# ACTIVITY
Show each line of the data below in which "library" occurs.

# SOURCE DATA
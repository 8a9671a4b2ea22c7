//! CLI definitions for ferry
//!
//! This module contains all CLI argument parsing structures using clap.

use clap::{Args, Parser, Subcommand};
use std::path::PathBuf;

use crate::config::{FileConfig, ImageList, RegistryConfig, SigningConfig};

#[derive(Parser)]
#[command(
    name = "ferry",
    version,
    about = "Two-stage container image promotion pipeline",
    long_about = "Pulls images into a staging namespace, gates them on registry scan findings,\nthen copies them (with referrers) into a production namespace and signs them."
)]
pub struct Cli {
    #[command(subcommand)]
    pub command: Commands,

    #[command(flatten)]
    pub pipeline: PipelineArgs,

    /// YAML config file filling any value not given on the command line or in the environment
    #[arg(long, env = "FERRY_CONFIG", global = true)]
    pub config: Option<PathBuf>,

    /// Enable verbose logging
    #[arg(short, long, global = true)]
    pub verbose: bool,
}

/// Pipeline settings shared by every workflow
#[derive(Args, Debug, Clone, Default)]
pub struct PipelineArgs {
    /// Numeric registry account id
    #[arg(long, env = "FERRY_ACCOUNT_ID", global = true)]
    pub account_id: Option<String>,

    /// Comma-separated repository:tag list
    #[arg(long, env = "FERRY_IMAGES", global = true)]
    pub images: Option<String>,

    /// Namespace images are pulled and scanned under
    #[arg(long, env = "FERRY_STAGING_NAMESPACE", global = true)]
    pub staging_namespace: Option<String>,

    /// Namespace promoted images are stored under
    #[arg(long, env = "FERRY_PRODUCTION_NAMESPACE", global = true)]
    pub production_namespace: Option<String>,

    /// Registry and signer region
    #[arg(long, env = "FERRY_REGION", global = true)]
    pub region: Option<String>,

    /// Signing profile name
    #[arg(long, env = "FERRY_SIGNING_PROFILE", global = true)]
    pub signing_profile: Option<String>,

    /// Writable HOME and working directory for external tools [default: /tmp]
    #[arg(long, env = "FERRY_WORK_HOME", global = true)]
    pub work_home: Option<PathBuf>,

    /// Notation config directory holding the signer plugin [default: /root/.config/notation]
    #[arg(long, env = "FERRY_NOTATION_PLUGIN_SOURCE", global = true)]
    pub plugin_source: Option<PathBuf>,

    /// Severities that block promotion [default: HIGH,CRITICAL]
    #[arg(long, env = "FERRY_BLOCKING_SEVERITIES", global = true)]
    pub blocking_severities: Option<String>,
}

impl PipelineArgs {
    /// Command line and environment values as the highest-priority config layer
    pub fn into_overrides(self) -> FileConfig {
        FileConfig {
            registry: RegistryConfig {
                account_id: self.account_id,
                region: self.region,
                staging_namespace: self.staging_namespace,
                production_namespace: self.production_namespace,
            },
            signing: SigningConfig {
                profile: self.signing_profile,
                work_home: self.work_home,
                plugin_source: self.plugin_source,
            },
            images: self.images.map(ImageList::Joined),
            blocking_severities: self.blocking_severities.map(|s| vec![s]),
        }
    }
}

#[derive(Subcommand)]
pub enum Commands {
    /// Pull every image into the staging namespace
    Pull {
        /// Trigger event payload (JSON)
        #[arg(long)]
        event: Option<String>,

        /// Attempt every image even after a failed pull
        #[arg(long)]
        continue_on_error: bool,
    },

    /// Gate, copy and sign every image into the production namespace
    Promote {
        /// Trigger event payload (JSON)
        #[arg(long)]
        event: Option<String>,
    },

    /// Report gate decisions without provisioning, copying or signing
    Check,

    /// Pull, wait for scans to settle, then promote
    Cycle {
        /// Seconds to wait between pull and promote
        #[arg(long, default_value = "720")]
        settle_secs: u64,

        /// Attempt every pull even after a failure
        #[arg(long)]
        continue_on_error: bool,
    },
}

==

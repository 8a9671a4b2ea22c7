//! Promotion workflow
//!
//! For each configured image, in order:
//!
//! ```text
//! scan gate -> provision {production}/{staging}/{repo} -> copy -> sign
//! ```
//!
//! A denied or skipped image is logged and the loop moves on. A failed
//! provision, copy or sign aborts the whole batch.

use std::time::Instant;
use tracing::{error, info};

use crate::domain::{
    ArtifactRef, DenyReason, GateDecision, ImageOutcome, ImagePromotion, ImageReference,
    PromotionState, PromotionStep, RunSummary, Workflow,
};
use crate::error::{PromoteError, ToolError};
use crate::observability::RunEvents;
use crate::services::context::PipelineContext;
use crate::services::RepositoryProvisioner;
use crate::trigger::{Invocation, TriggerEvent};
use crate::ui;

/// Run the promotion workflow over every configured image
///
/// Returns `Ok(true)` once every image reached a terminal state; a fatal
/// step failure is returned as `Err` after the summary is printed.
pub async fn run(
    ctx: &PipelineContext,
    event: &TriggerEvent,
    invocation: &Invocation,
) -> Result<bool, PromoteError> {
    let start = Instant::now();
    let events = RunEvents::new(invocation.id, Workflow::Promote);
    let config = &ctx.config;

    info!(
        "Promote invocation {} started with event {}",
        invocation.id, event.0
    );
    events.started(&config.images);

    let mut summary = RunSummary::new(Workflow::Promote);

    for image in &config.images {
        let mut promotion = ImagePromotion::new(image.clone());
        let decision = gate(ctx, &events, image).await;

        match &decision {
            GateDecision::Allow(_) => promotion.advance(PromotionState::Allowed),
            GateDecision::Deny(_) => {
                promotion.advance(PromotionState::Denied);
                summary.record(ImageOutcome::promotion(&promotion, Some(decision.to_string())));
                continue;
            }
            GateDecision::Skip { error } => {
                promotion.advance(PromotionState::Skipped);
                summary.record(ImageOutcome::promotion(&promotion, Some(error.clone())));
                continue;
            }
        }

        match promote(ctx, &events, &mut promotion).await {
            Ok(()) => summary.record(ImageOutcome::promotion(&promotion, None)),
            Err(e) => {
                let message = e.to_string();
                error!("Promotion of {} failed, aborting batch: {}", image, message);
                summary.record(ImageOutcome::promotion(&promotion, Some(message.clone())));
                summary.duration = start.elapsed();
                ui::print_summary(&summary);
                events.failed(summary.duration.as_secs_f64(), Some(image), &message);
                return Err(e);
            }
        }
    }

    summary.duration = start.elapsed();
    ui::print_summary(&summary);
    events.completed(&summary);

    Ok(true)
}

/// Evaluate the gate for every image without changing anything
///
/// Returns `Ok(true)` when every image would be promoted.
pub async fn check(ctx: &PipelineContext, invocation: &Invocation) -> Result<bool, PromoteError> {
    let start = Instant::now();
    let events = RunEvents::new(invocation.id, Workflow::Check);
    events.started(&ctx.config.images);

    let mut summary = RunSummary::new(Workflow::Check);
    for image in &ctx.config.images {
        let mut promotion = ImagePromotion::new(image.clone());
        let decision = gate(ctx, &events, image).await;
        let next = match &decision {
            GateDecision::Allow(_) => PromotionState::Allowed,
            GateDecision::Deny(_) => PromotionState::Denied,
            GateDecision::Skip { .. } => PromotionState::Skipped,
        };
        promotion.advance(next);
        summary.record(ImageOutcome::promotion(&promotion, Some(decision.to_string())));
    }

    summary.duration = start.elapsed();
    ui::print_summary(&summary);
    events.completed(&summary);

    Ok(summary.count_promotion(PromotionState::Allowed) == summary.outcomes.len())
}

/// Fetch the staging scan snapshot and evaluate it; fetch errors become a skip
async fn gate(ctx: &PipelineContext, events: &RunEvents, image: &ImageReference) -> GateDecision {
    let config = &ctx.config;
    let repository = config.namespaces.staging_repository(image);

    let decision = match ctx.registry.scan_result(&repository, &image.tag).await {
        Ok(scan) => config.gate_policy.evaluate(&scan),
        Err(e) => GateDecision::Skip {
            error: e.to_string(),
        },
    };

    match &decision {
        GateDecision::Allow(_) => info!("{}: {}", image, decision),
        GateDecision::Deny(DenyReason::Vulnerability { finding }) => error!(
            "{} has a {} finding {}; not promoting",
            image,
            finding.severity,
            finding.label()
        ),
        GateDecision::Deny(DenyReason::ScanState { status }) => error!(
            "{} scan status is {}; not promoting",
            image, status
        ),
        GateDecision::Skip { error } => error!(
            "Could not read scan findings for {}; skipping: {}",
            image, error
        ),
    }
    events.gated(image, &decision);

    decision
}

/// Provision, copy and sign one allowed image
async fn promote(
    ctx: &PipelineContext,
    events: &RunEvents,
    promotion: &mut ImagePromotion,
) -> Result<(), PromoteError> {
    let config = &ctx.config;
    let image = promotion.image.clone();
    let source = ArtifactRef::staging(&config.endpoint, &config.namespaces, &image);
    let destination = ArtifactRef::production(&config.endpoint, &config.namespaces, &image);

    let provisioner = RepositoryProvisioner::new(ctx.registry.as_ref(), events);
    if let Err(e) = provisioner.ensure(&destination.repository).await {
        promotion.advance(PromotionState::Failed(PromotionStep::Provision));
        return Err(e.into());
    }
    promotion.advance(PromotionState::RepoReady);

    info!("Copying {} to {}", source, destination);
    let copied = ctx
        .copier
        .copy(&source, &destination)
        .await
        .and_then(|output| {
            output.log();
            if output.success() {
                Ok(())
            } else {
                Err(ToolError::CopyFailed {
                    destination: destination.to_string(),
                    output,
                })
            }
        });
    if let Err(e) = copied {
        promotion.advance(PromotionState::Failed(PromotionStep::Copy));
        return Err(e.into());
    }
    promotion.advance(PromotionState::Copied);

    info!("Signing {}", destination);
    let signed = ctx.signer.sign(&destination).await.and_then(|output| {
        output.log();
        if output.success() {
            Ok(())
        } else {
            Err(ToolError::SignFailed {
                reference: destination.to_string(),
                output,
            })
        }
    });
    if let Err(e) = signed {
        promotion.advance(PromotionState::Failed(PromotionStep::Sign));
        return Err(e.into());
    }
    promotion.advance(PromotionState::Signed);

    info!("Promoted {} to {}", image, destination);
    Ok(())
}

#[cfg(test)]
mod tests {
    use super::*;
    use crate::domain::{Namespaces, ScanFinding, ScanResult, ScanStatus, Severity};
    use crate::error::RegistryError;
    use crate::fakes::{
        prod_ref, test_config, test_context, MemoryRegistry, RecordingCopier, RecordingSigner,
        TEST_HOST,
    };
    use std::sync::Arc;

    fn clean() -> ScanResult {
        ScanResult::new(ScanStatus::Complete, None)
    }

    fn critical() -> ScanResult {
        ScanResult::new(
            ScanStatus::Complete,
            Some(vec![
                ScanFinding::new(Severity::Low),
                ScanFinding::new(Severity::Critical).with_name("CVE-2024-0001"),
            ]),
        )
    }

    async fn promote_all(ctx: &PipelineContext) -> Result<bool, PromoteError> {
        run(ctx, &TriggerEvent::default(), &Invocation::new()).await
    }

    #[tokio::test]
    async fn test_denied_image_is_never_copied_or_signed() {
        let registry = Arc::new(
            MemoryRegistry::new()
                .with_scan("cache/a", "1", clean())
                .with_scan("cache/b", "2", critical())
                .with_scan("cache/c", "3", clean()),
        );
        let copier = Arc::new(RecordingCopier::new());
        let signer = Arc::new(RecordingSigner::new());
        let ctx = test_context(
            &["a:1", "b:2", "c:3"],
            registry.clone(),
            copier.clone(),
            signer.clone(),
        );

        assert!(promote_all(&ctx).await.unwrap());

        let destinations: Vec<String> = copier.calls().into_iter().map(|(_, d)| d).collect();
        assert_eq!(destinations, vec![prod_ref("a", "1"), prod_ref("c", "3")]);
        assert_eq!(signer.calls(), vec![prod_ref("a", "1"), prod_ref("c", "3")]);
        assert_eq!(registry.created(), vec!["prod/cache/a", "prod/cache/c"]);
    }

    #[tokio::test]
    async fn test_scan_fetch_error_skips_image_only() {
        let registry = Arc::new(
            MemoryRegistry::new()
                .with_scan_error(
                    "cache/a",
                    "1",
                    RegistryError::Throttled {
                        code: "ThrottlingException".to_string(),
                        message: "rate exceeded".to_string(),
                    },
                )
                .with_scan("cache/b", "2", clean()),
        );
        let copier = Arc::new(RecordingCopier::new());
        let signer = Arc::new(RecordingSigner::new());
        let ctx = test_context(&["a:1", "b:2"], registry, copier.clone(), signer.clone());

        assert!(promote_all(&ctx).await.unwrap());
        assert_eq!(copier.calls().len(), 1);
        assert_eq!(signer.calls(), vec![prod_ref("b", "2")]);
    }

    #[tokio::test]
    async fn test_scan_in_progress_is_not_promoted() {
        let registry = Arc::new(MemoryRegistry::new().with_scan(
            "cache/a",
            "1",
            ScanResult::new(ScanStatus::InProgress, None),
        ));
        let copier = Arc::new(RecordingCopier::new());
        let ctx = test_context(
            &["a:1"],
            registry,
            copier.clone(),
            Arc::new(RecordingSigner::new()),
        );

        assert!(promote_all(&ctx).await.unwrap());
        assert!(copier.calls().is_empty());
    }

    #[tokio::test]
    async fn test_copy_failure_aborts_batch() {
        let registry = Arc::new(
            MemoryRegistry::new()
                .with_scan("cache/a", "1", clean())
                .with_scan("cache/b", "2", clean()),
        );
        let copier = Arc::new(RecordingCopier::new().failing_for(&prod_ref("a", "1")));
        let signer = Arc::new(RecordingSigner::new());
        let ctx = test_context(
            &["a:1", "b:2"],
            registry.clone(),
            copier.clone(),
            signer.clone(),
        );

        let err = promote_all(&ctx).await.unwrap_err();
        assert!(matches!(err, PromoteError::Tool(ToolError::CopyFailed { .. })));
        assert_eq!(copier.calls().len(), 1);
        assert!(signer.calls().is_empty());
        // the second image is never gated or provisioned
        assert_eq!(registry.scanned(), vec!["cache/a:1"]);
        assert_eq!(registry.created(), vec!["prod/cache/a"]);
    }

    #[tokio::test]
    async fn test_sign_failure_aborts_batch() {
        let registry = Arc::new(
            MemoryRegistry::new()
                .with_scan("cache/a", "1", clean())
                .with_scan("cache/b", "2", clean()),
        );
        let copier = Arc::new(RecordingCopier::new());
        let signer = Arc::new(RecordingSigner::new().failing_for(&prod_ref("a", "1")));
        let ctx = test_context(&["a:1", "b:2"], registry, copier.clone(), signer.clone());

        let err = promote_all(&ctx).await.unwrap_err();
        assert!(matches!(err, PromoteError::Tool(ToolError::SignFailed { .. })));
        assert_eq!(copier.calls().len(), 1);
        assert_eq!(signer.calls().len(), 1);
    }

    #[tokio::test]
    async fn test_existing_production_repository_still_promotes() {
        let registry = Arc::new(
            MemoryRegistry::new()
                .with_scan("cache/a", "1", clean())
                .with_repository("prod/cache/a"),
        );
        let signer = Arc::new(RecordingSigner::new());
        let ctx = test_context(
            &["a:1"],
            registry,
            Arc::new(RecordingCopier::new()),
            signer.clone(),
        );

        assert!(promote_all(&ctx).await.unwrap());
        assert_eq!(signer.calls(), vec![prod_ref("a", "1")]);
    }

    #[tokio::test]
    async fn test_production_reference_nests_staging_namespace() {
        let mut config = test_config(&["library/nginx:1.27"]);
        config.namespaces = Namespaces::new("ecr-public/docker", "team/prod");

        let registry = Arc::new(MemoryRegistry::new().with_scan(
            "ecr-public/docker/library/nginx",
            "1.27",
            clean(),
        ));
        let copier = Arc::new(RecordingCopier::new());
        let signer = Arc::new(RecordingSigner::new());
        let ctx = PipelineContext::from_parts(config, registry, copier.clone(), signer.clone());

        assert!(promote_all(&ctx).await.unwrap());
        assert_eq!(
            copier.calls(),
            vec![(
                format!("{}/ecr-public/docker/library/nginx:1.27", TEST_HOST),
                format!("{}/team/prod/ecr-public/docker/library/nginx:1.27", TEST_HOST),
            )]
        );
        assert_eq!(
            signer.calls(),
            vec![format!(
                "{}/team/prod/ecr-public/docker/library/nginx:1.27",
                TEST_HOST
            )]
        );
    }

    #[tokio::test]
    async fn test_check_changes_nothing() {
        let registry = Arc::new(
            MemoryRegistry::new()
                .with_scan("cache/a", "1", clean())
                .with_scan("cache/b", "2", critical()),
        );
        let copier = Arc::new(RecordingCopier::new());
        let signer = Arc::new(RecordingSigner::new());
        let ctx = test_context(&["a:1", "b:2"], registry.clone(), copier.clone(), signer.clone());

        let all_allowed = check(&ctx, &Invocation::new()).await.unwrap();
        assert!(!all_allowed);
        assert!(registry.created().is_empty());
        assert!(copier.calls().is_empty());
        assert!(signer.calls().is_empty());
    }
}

# FINISHED EXERCISE
        let mut config = test_config(&["library/nginx:1.27"]);
            "ecr-public/docker/library/nginx",
                format!("{}/ecr-public/docker/library/nginx:1.27", TEST_HOST),
                format!("{}/team/prod/ecr-public/docker/library/nginx:1.27", TEST_HOST),
                "{}/team/prod/ecr-public/docker/library/nginx:1.27",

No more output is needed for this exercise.